The AI Control Problem

When AI Builds and Breaks: The Widening Code Governance Gap

TV
Thiago Victorino
10 min read
When AI Builds and Breaks: The Widening Code Governance Gap

In December 2025, Amazon’s internal AI coding tool Kiro autonomously decided to delete and recreate an environment. The result was a 13-hour outage of AWS Cost Explorer. Amazon classified it as a “user access control issue” — the engineer who deployed Kiro had broader permissions than expected. The AI tool, designed to request authorization before taking action, proceeded without proper safeguards.

This was, according to multiple Amazon employees who spoke to the Financial Times, at least the second recent outage involving the company’s AI tools. A senior AWS employee called the incidents “small but entirely foreseeable.”

That last word matters. Foreseeable.

The Infrastructure That Breaks Itself

The Kiro incident is notable not for its blast radius — a single service in one geographic region — but for its structural irony. The company spending $200 billion on AI infrastructure this year had its own AI tool knock out part of that infrastructure. The tool designed to accelerate development created a 13-hour development stoppage.

Amazon’s response was reasonable: mandatory peer review for production access. But the incident reveals a pattern that extends far beyond one company. Organizations are deploying AI code generation tools faster than they are building the verification infrastructure to contain them.

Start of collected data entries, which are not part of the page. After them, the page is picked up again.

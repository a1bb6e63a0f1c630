// crates/mediaruntime/tests/common/mod.rs

#![allow(dead_code)]

use async_trait::async_trait;
use mediacore::{CapabilityError, ExecutionEvent, Node, NodeKind, TargetPort, Value, Workflow};
use mediaruntime::{CapabilityRegistry, FlowRuntime, LlmCapability, MediaCapability, RuntimeConfig};
use std::collections::VecDeque;
use std::sync::atomic::{AtomicUsize, Ordering};
use std::sync::{Arc, Mutex};
use tokio::sync::{broadcast, Notify};

pub const FRAME: &str = "frame://center";
pub const PRODUCT_PHOTO: &str = "https://picsum.photos/seed/product/400/300";

/// Initialize tracing for tests
pub fn init_tracing() {
    use tracing_subscriber::{fmt, EnvFilter};
    let _ = fmt()
        .with_env_filter(EnvFilter::try_from_default_env().unwrap_or_else(|_| EnvFilter::new("debug")))
        .with_test_writer()
        .try_init();
}

#[derive(Debug, Clone, PartialEq)]
pub struct LlmCall {
    pub prompt: String,
    pub images: Vec<String>,
    pub system_prompt: Option<String>,
}

/// LLM fake that records every call and answers from a script.
/// Once the script runs out it answers with "generated: <prompt>".
#[derive(Default)]
pub struct ScriptedLlm {
    calls: Mutex<Vec<LlmCall>>,
    script: Mutex<VecDeque<Result<String, CapabilityError>>>,
    gate: Option<Arc<Notify>>,
    entered: Arc<Notify>,
}

impl ScriptedLlm {
    pub fn new() -> Self {
        Self::default()
    }

    pub fn then(self, reply: Result<String, CapabilityError>) -> Self {
        self.script.lock().unwrap().push_back(reply);
        self
    }

    pub fn push(&self, reply: Result<String, CapabilityError>) {
        self.script.lock().unwrap().push_back(reply);
    }

    /// Block every call until `gate` is notified.
    pub fn gated(mut self, gate: Arc<Notify>) -> Self {
        self.gate = Some(gate);
        self
    }

    /// Notified whenever a call starts.
    pub fn entered(&self) -> Arc<Notify> {
        Arc::clone(&self.entered)
    }

    pub fn calls(&self) -> Vec<LlmCall> {
        self.calls.lock().unwrap().clone()
    }
}

#[async_trait]
impl LlmCapability for ScriptedLlm {
    fn name(&self) -> &str {
        "scripted"
    }

    async fn generate(
        &self,
        prompt: &str,
        images: &[String],
        system_prompt: Option<&str>,
    ) -> Result<String, CapabilityError> {
        self.calls.lock().unwrap().push(LlmCall {
            prompt: prompt.to_string(),
            images: images.to_vec(),
            system_prompt: system_prompt.map(str::to_string),
        });
        self.entered.notify_one();

        if let Some(gate) = &self.gate {
            gate.notified().await;
        }

        let next = self.script.lock().unwrap().pop_front();
        next.unwrap_or_else(|| Ok(format!("generated: {prompt}")))
    }
}

/// Media fake: crop passes through, frame extraction returns [`FRAME`].
#[derive(Default)]
pub struct FakeMedia {
    pub crops: AtomicUsize,
}

#[async_trait]
impl MediaCapability for FakeMedia {
    fn name(&self) -> &str {
        "fake"
    }

    async fn crop(&self, image: Value) -> Result<Value, CapabilityError> {
        self.crops.fetch_add(1, Ordering::SeqCst);
        Ok(image)
    }

    async fn extract_frame(&self, _video: Value) -> Result<Value, CapabilityError> {
        Ok(Value::from(FRAME))
    }
}

pub fn test_config() -> RuntimeConfig {
    RuntimeConfig {
        retry: mediacore::RetryPolicy::none(),
        ..RuntimeConfig::default()
    }
}

pub fn runtime_with(workflow: Workflow, llm: Arc<ScriptedLlm>) -> FlowRuntime {
    runtime_with_config(workflow, llm, test_config())
}

pub fn runtime_with_config(workflow: Workflow, llm: Arc<ScriptedLlm>, config: RuntimeConfig) -> FlowRuntime {
    let registry = CapabilityRegistry::new(llm, Arc::new(FakeMedia::default()));
    FlowRuntime::with_config(workflow, registry, config)
}

/// The "Product Marketing Kit" graph: a cropped photo, a video frame and
/// two text fragments converging on one LLM node.
pub fn marketing_kit() -> Workflow {
    let mut workflow = Workflow::new("Product Marketing Kit Generator");
    let nodes = [
        Node::with_id("img-1", NodeKind::UploadImage)
            .with_label("Product Photo")
            .with_output(PRODUCT_PHOTO),
        Node::with_id("crop-1", NodeKind::CropImage).with_label("Center Crop"),
        Node::with_id("txt-1", NodeKind::Text).with_value("persona string"),
        Node::with_id("txt-2", NodeKind::Text).with_value("details string"),
        Node::with_id("vid-1", NodeKind::UploadVideo).with_output("https://example.com/promo.mp4"),
        Node::with_id("frame-1", NodeKind::ExtractFrame),
        Node::with_id("llm-1", NodeKind::RunLlm).with_label("Generate Ad Content"),
    ];
    for node in nodes {
        workflow.add_node(node).unwrap();
    }

    workflow.connect("img-1", "crop-1", None).unwrap();
    workflow.connect("crop-1", "llm-1", Some(TargetPort::Image)).unwrap();
    workflow.connect("txt-1", "llm-1", Some(TargetPort::Text)).unwrap();
    workflow.connect("txt-2", "llm-1", Some(TargetPort::Text)).unwrap();
    workflow.connect("vid-1", "frame-1", None).unwrap();
    workflow.connect("frame-1", "llm-1", Some(TargetPort::Image)).unwrap();
    workflow
}

/// Drain every event currently buffered on `events`.
pub fn drain(events: &mut broadcast::Receiver<ExecutionEvent>) -> Vec<ExecutionEvent> {
    let mut out = Vec::new();
    while let Ok(event) = events.try_recv() {
        out.push(event);
    }
    out
}

pub fn started(events: &[ExecutionEvent], node: &str) -> usize {
    events
        .iter()
        .filter(|e| matches!(e, ExecutionEvent::NodeStarted { node_id, .. } if node_id == node))
        .count()
}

The Guardian’s investigation in March 2026 provided the ground-level view. More than half a dozen current and former Amazon corporate employees described a workplace where AI tools are pushed on workers regardless of fit. A software developer identified as “Dina” described Kiro as frequently hallucinating and generating flawed code. Her job, she said, had shifted from writing code to “fixing what artificial intelligence breaks.” She called the experience “trying to AI my way out of a problem that AI caused.”

A supply chain engineer reported that AI tools were helpful in roughly one of every three attempts. Even in successful cases, the verification and correction process consumed more time than doing the task without AI. A developer named “Denny” found that a colleague’s AI-generated code, which had supposedly saved a week of developer effort, was full of basic issues flagged by reviewers.

“This pressure to use [AI] has resulted in worse quality code, but also just more work for everyone,” Denny told the Guardian.

The Productivity Measurement Problem

These accounts align with a structural argument that the software industry has been slow to confront: code generation is not productivity.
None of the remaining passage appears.